Find the right time to promote your offer
Seasonality, the economic context, calendar holidays, vacation eves, winter weeks and spring break are all times of the year that trigger certain purchases. Similarly, in a store, buyers do not behave in the same way on a Monday or a Saturday, at the opening in the morning or at the end of the day.
The assortment must therefore be thought out according to each time of day, each moment of the week and each occasion. Companies have to find the right time to offer certain items to certain buyers. Otherwise, they run the risk of not making the number of sales they had planned. Merchandising adapts to these different times of the year by highlighting certain product categories on the shelves.
Providing the product in the right quantity
An efficient assortment must take into account the quantities and the stock management. Indeed, an article, or a category of articles, must not be out of stock or overstocked. The first case would cause customer dissatisfaction and a decrease in the number of sales, while the second would lead to additional storage costs.
In addition, storage techniques for certain sensitive products can generate significant financial costs. In the pharmaceutical or food industry, certain storage rules must be respected.
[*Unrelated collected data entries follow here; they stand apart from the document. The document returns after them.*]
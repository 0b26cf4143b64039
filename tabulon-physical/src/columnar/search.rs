//! This module implements value lookups on columns:
//! binary search with honing on sorted columns,
//! linear scans otherwise, and range queries on distinct columns.

use std::{cmp::Ordering, ops::Range};

use crate::error::{Error, Result};

use super::{column::Column, storage::Storage};

/// Which entry a search reports if the value occurs several times.
#[derive(Debug, Clone, Copy, PartialEq, Eq, Hash, Default)]
pub enum Hone {
    /// Any matching entry
    #[default]
    Any,
    /// The first matching entry
    First,
    /// The last matching entry
    Last,
}

/// Result of searching a value in a column.
#[derive(Debug, Clone, Copy, PartialEq, Eq, Hash)]
pub enum SearchOutcome {
    /// The value was found at the given index.
    Found(usize),
    /// The value is not present.
    NotFound {
        /// Index at which the value would have to be inserted to keep the column sorted
        insertion_point: usize,
    },
}

impl SearchOutcome {
    /// Index of the match, if any.
    pub fn found(self) -> Option<usize> {
        match self {
            SearchOutcome::Found(index) => Some(index),
            SearchOutcome::NotFound { .. } => None,
        }
    }

    /// Return `true` if the value was found.
    pub fn is_found(self) -> bool {
        matches!(self, SearchOutcome::Found(_))
    }

    /// Index of the match, or the insertion point.
    pub fn insertion_point(self) -> usize {
        match self {
            SearchOutcome::Found(index) => index,
            SearchOutcome::NotFound { insertion_point } => insertion_point,
        }
    }

    /// Signed encoding of this outcome:
    /// the index if found, `-(insertion_point) - 1` otherwise.
    pub fn code(self) -> i64 {
        match self {
            SearchOutcome::Found(index) => index as i64,
            SearchOutcome::NotFound { insertion_point } => -(insertion_point as i64) - 1,
        }
    }

    /// Inverse of [SearchOutcome::code].
    pub fn from_code(code: i64) -> Self {
        if code >= 0 {
            SearchOutcome::Found(code as usize)
        } else {
            SearchOutcome::NotFound {
                insertion_point: (-(code + 1)) as usize,
            }
        }
    }

    /// `Ok(index)` if found, `Err(insertion_point)` otherwise,
    /// like [slice::binary_search].
    pub fn into_result(self) -> std::result::Result<usize, usize> {
        match self {
            SearchOutcome::Found(index) => Ok(index),
            SearchOutcome::NotFound { insertion_point } => Err(insertion_point),
        }
    }
}

/// Binary search for `value` among the sorted positions `range` of `store`.
///
/// Returns the physical position of some match, or the insertion point.
fn bisect<S: Storage>(
    store: &S,
    range: Range<usize>,
    value: &S::Item,
) -> std::result::Result<usize, usize> {
    let (mut low, mut high) = (range.start, range.end);
    while low < high {
        let middle = low + (high - low) / 2;
        match store.compare_to(middle, value) {
            Ordering::Less => low = middle + 1,
            Ordering::Greater => high = middle,
            Ordering::Equal => return Ok(middle),
        }
    }
    Err(low)
}

/// Move the match at `hit` to the first match in `range`,
/// probing at doubling distances until the start of the run is bracketed.
fn hone_first<S: Storage>(store: &S, range: Range<usize>, value: &S::Item, hit: usize) -> usize {
    let mut known = hit;
    let mut step = 1;
    let lower = loop {
        if known - range.start < step {
            break range.start;
        }
        let probe = known - step;
        if store.compare_to(probe, value) == Ordering::Equal {
            known = probe;
            step *= 2;
        } else {
            break probe + 1;
        }
    };

    let (mut low, mut high) = (lower, known);
    while low < high {
        let middle = low + (high - low) / 2;
        if store.compare_to(middle, value) == Ordering::Less {
            low = middle + 1;
        } else {
            high = middle;
        }
    }
    low
}

/// Move the match at `hit` to the last match in `range`.
fn hone_last<S: Storage>(store: &S, range: Range<usize>, value: &S::Item, hit: usize) -> usize {
    let mut known = hit;
    let mut step = 1;
    let upper = loop {
        if range.end - 1 - known < step {
            break range.end;
        }
        let probe = known + step;
        if store.compare_to(probe, value) == Ordering::Equal {
            known = probe;
            step *= 2;
        } else {
            break probe;
        }
    };

    // first position after `known` holding a greater value
    let (mut low, mut high) = (known + 1, upper);
    while low < high {
        let middle = low + (high - low) / 2;
        if store.compare_to(middle, value) == Ordering::Greater {
            high = middle;
        } else {
            low = middle + 1;
        }
    }
    low - 1
}

impl<S: Storage> Column<S> {
    fn require_sorted(&self, operation: &str) -> Result<()> {
        if !self.characteristics().is_sorted() {
            return Err(Error::unsupported(format!(
                "{operation} on a column declared {}",
                self.characteristics()
            )));
        }
        Ok(())
    }

    fn require_distinct(&self, operation: &str) -> Result<()> {
        if !self.characteristics().is_distinct() {
            return Err(Error::unsupported(format!(
                "{operation} on a column declared {}",
                self.characteristics()
            )));
        }
        Ok(())
    }

    /// Search a sorted column, honing to the requested match.
    fn search_sorted(&self, value: &S::Item, hone: Hone) -> SearchOutcome {
        let range = self.physical_range();
        let store = self.values();
        let offset = range.start;

        match bisect(store, range.clone(), value) {
            Ok(hit) => {
                let hit = if self.characteristics().is_distinct() {
                    hit
                } else {
                    match hone {
                        Hone::Any => hit,
                        Hone::First => hone_first(store, range, value, hit),
                        Hone::Last => hone_last(store, range, value, hit),
                    }
                };
                SearchOutcome::Found(hit - offset)
            }
            Err(insertion_point) => SearchOutcome::NotFound {
                insertion_point: insertion_point - offset,
            },
        }
    }

    /// Physical position of a non-null value equal to `value`.
    ///
    /// Searches the packed values of this view,
    /// using binary search if they are known to be sorted.
    fn find_physical(&self, value: &S::Item, hone: Hone) -> Option<usize> {
        let range = self.physical_range();
        let store = self.values();
        let packed = self.packed_characteristics();

        if packed.is_sorted() {
            let hit = bisect(store, range.clone(), value).ok()?;
            return Some(match hone {
                Hone::Any => hit,
                _ if packed.is_distinct() => hit,
                Hone::First => hone_first(store, range, value, hit),
                Hone::Last => hone_last(store, range, value, hit),
            });
        }

        let equal = |&position: &usize| store.compare_to(position, value) == Ordering::Equal;
        match hone {
            Hone::Any | Hone::First => range.clone().find(equal),
            Hone::Last => range.clone().rev().find(equal),
        }
    }

    /// Binary search for `value` in a sorted column.
    ///
    /// Returns an error if the column is not declared SORTED.
    pub fn binary_search(&self, value: &S::Item) -> Result<SearchOutcome> {
        self.require_sorted("binary search")?;
        Ok(self.search_sorted(value, Hone::Any))
    }

    /// Search for `value`.
    ///
    /// Sorted columns are searched by bisection,
    /// others are scanned and report the column length as insertion point.
    pub fn search(&self, value: &S::Item, hone: Hone) -> SearchOutcome {
        if self.characteristics().is_sorted() {
            return self.search_sorted(value, hone);
        }

        match self
            .find_physical(value, hone)
            .and_then(|position| self.logical_position(position))
        {
            Some(index) => SearchOutcome::Found(index),
            None => SearchOutcome::NotFound {
                insertion_point: self.len(),
            },
        }
    }

    /// Index of the first entry equal to `value`.
    pub fn index_of(&self, value: &S::Item) -> Option<usize> {
        self.find_physical(value, Hone::First)
            .and_then(|position| self.logical_position(position))
    }

    /// Index of the last entry equal to `value`.
    pub fn last_index_of(&self, value: &S::Item) -> Option<usize> {
        self.find_physical(value, Hone::Last)
            .and_then(|position| self.logical_position(position))
    }

    /// Return `true` if some entry equals `value`.
    pub fn contains(&self, value: &S::Item) -> bool {
        self.find_physical(value, Hone::Any)
            .and_then(|position| self.logical_position(position))
            .is_some()
    }

    /// The first non-null value.
    pub fn first(&self) -> Option<S::Item> {
        let range = self.physical_range();
        (!range.is_empty()).then(|| self.values().get(range.start))
    }

    /// The last non-null value.
    pub fn last(&self) -> Option<S::Item> {
        let range = self.physical_range();
        (!range.is_empty()).then(|| self.values().get(range.end - 1))
    }

    fn value_at(&self, index: Option<usize>) -> Option<S::Item> {
        index
            .filter(|&index| index < self.len())
            .and_then(|index| self.get(index))
    }

    /// The greatest value strictly smaller than `value`.
    ///
    /// Returns an error unless the column is DISTINCT.
    pub fn lower(&self, value: &S::Item) -> Result<Option<S::Item>> {
        self.require_distinct("lower")?;
        let index = self.search_sorted(value, Hone::Any).insertion_point();
        Ok(self.value_at(index.checked_sub(1)))
    }

    /// The greatest value smaller than or equal to `value`.
    ///
    /// Returns an error unless the column is DISTINCT.
    pub fn floor(&self, value: &S::Item) -> Result<Option<S::Item>> {
        self.require_distinct("floor")?;
        let index = match self.search_sorted(value, Hone::Any) {
            SearchOutcome::Found(index) => Some(index),
            SearchOutcome::NotFound { insertion_point } => insertion_point.checked_sub(1),
        };
        Ok(self.value_at(index))
    }

    /// The smallest value greater than or equal to `value`.
    ///
    /// Returns an error unless the column is DISTINCT.
    pub fn ceiling(&self, value: &S::Item) -> Result<Option<S::Item>> {
        self.require_distinct("ceiling")?;
        let index = self.search_sorted(value, Hone::Any).insertion_point();
        Ok(self.value_at(Some(index)))
    }

    /// The smallest value strictly greater than `value`.
    ///
    /// Returns an error unless the column is DISTINCT.
    pub fn higher(&self, value: &S::Item) -> Result<Option<S::Item>> {
        self.require_distinct("higher")?;
        let index = match self.search_sorted(value, Hone::Any) {
            SearchOutcome::Found(index) => index + 1,
            SearchOutcome::NotFound { insertion_point } => insertion_point,
        };
        Ok(self.value_at(Some(index)))
    }

    /// The entries between `from` and `to`, each bound included if requested.
    ///
    /// Returns an error unless the column is DISTINCT.
    pub fn sub_column_by_value(
        &self,
        from: &S::Item,
        from_inclusive: bool,
        to: &S::Item,
        to_inclusive: bool,
    ) -> Result<Self> {
        self.require_distinct("range query")?;

        let start = match self.search_sorted(from, Hone::Any) {
            SearchOutcome::Found(index) if !from_inclusive => index + 1,
            outcome => outcome.insertion_point(),
        };
        let end = match self.search_sorted(to, Hone::Any) {
            SearchOutcome::Found(index) if to_inclusive => index + 1,
            outcome => outcome.insertion_point(),
        };

        Ok(self.view(start, end.max(start)))
    }
}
The stock level of the references must correspond to the sales forecasts in order not to reduce the company's performance.
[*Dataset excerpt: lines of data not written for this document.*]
//! This module defines the null bitmap of nullable columns
//! and the translation between logical and physical positions.

use std::{fmt::Debug, sync::Arc};

use once_cell::sync::OnceCell;

use crate::{
    bitmap::{self, Bitmap, BitmapSlice},
    management::{bytesized::size_inner_vec_flat, ByteSized},
};

use super::{characteristics::Characteristics, storage::Storage};

/// Number of positions between two entries of the checkpoint table
const CHECKPOINT_INTERVAL: usize = 512;

/// Null markers over the logical positions of a nullable column.
///
/// Non-null values are stored packed, so the physical position of a logical
/// position is the logical position minus the nulls before it. The number of
/// nulls before every multiple of [CHECKPOINT_INTERVAL] is computed on first use.
#[derive(Clone)]
pub(crate) struct NullMap {
    /// Set bits mark nulls
    bits: Arc<Bitmap>,
    checkpoints: Arc<OnceCell<Vec<usize>>>,
}

impl NullMap {
    pub(crate) fn new(bits: Bitmap) -> Self {
        Self {
            bits: Arc::new(bits),
            checkpoints: Arc::new(OnceCell::new()),
        }
    }

    /// Number of logical positions.
    pub(crate) fn len(&self) -> usize {
        self.bits.len()
    }

    pub(crate) fn bits(&self) -> &BitmapSlice {
        &self.bits
    }

    pub(crate) fn is_null(&self, logical: usize) -> bool {
        self.bits[logical]
    }

    fn checkpoints(&self) -> &[usize] {
        self.checkpoints.get_or_init(|| {
            log::trace!("computing null checkpoints for {} positions", self.len());

            let mut checkpoints = Vec::with_capacity(self.len() / CHECKPOINT_INTERVAL + 1);
            let mut nulls = 0;
            checkpoints.push(0);
            for block in self.bits.chunks(CHECKPOINT_INTERVAL) {
                nulls += block.count_ones();
                checkpoints.push(nulls);
            }
            checkpoints
        })
    }

    /// Number of nulls strictly before `logical`.
    pub(crate) fn nulls_before(&self, logical: usize) -> usize {
        let block = logical / CHECKPOINT_INTERVAL;
        let start = block * CHECKPOINT_INTERVAL;
        self.checkpoints()[block] + bitmap::rank(&self.bits[start..], logical - start)
    }

    /// Number of nulls in the logical positions `from..to`.
    pub(crate) fn null_count(&self, from: usize, to: usize) -> usize {
        self.nulls_before(to) - self.nulls_before(from)
    }

    /// Physical position of the first non-null value at or after `logical`.
    pub(crate) fn non_null_index(&self, logical: usize) -> usize {
        logical - self.nulls_before(logical)
    }

    /// Logical position of the value stored at `physical`.
    pub(crate) fn null_index(&self, physical: usize) -> Option<usize> {
        let checkpoints = self.checkpoints();
        let non_nulls_before = |block: usize| block * CHECKPOINT_INTERVAL - checkpoints[block];

        // Last block that starts with at most `physical` non-null values before it
        let (mut low, mut high) = (0, checkpoints.len() - 1);
        while low < high {
            let middle = low + (high - low) / 2;
            if non_nulls_before(middle) <= physical {
                low = middle + 1;
            } else {
                high = middle;
            }
        }
        let block = low.checked_sub(1)?;

        let start = block * CHECKPOINT_INTERVAL;
        self.bits[start..]
            .iter_zeros()
            .nth(physical - non_nulls_before(block))
            .map(|offset| start + offset)
    }
}

impl Debug for NullMap {
    fn fmt(&self, f: &mut std::fmt::Formatter<'_>) -> std::fmt::Result {
        f.debug_struct("NullMap")
            .field("len", &self.len())
            .field("nulls", &bitmap::cardinality(&self.bits))
            .finish()
    }
}

impl ByteSized for NullMap {
    fn size_bytes(&self) -> u64 {
        let checkpoints = self
            .checkpoints
            .get()
            .map_or(0, |checkpoints| size_inner_vec_flat(checkpoints));
        size_of::<Self>() as u64 + self.bits.size_bytes() + checkpoints
    }
}

/// Packed non-null values together with the null markers of all logical positions.
#[derive(Debug, Clone)]
pub(crate) struct NullableStore<S: Storage> {
    pub(crate) values: S,
    pub(crate) nulls: NullMap,
    /// Ordering guarantees of the packed values
    pub(crate) packed: Characteristics,
}

impl<S: Storage> NullableStore<S> {
    pub(crate) fn new(values: S, nulls: NullMap, packed: Characteristics) -> Self {
        debug_assert_eq!(values.len() + bitmap::cardinality(nulls.bits()), nulls.len());

        Self {
            values,
            nulls,
            packed,
        }
    }
}

impl<S: Storage> ByteSized for NullableStore<S> {
    fn size_bytes(&self) -> u64 {
        self.values.size_bytes() + self.nulls.size_bytes()
    }
}

#[cfg(test)]
mod test {
    use bitvec::{bitvec, order::Lsb0};
    use quickcheck_macros::quickcheck;
    use test_log::test;

    use crate::bitmap::Bitmap;

    use super::NullMap;

    #[test]
    fn translates_positions() {
        let nulls = NullMap::new(bitvec![u64, Lsb0; 1, 0, 0, 1, 1, 0]);

        assert_eq!(nulls.nulls_before(0), 0);
        assert_eq!(nulls.nulls_before(3), 1);
        assert_eq!(nulls.nulls_before(6), 3);
        assert_eq!(nulls.null_count(1, 5), 2);

        assert_eq!(nulls.non_null_index(1), 0);
        assert_eq!(nulls.non_null_index(2), 1);
        assert_eq!(nulls.non_null_index(5), 2);

        assert_eq!(nulls.null_index(0), Some(1));
        assert_eq!(nulls.null_index(2), Some(5));
        assert_eq!(nulls.null_index(3), None);
    }

    #[test]
    fn spans_several_blocks() {
        let mut bits = Bitmap::repeat(false, 2000);
        for position in (0..2000).step_by(3) {
            bits.set(position, true);
        }
        let nulls = NullMap::new(bits);

        assert_eq!(nulls.nulls_before(1500), 500);
        assert_eq!(nulls.non_null_index(1501), 1000);
        assert_eq!(nulls.null_index(1000), Some(1501));
        assert_eq!(nulls.null_index(0), Some(1));
    }

    #[quickcheck]
    fn null_index_inverts_non_null_index(flags: Vec<bool>) -> bool {
        let bits = flags.iter().copied().collect::<Bitmap>();
        let nulls = NullMap::new(bits);

        flags.iter().enumerate().all(|(logical, &null)| {
            null || nulls.null_index(nulls.non_null_index(logical)) == Some(logical)
        })
    }
}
Set the right price for each productIn mass distribution, convenience stores, retail and online stores, all products must be priced right. The price of an item must include the notion of profitability and objective. Indeed, some products can be offered at very competitive prices if they are, for example, appeal products. On the contrary, other products can have a higher price depending on the competition.
In short, the right price is not necessarily the lowest price. It is rather a price that takes into account different parameters such as the purchase cost, the competition's offer, the stock level, etc.
Add the right information for each itemTo sell an item successfully, a brand's marketing department works on the packaging and on the presentation of a range. In stores, in the middle of the shelves, the colors of the packaging can capture the consumer's attention. Within the same shelf, thanks to POS, brands can also add information.
This information can take the form of a usage advice, an exhaustive list of components, etc. This information must be taken into account in the assortment or merchandising plan.
Forecasting: an efficient method to analyze and optimize your assortment
Although Kepner's 6R's can be used to build an optimized assortment in a store, they are based on a lot of information. This information is all essential and must be taken into account to analyze and optimize the assortment of a sales space.
The predictive intelligence platform allows companies to perform a large number of simulations based on a large number of data. Thanks to the forecasts, companies are able to make decisions more quickly. They know how to react to all types of situations. Moreover, since these forecasts are based on machine learning, they are reliable and accurate.
In short, assortment analysis and optimization requires the mastery of an innovative and powerful tool: the predictive intelligence platform. Thanks to it, consumers will make sales that correspond to their needs and companies will reach their objectives.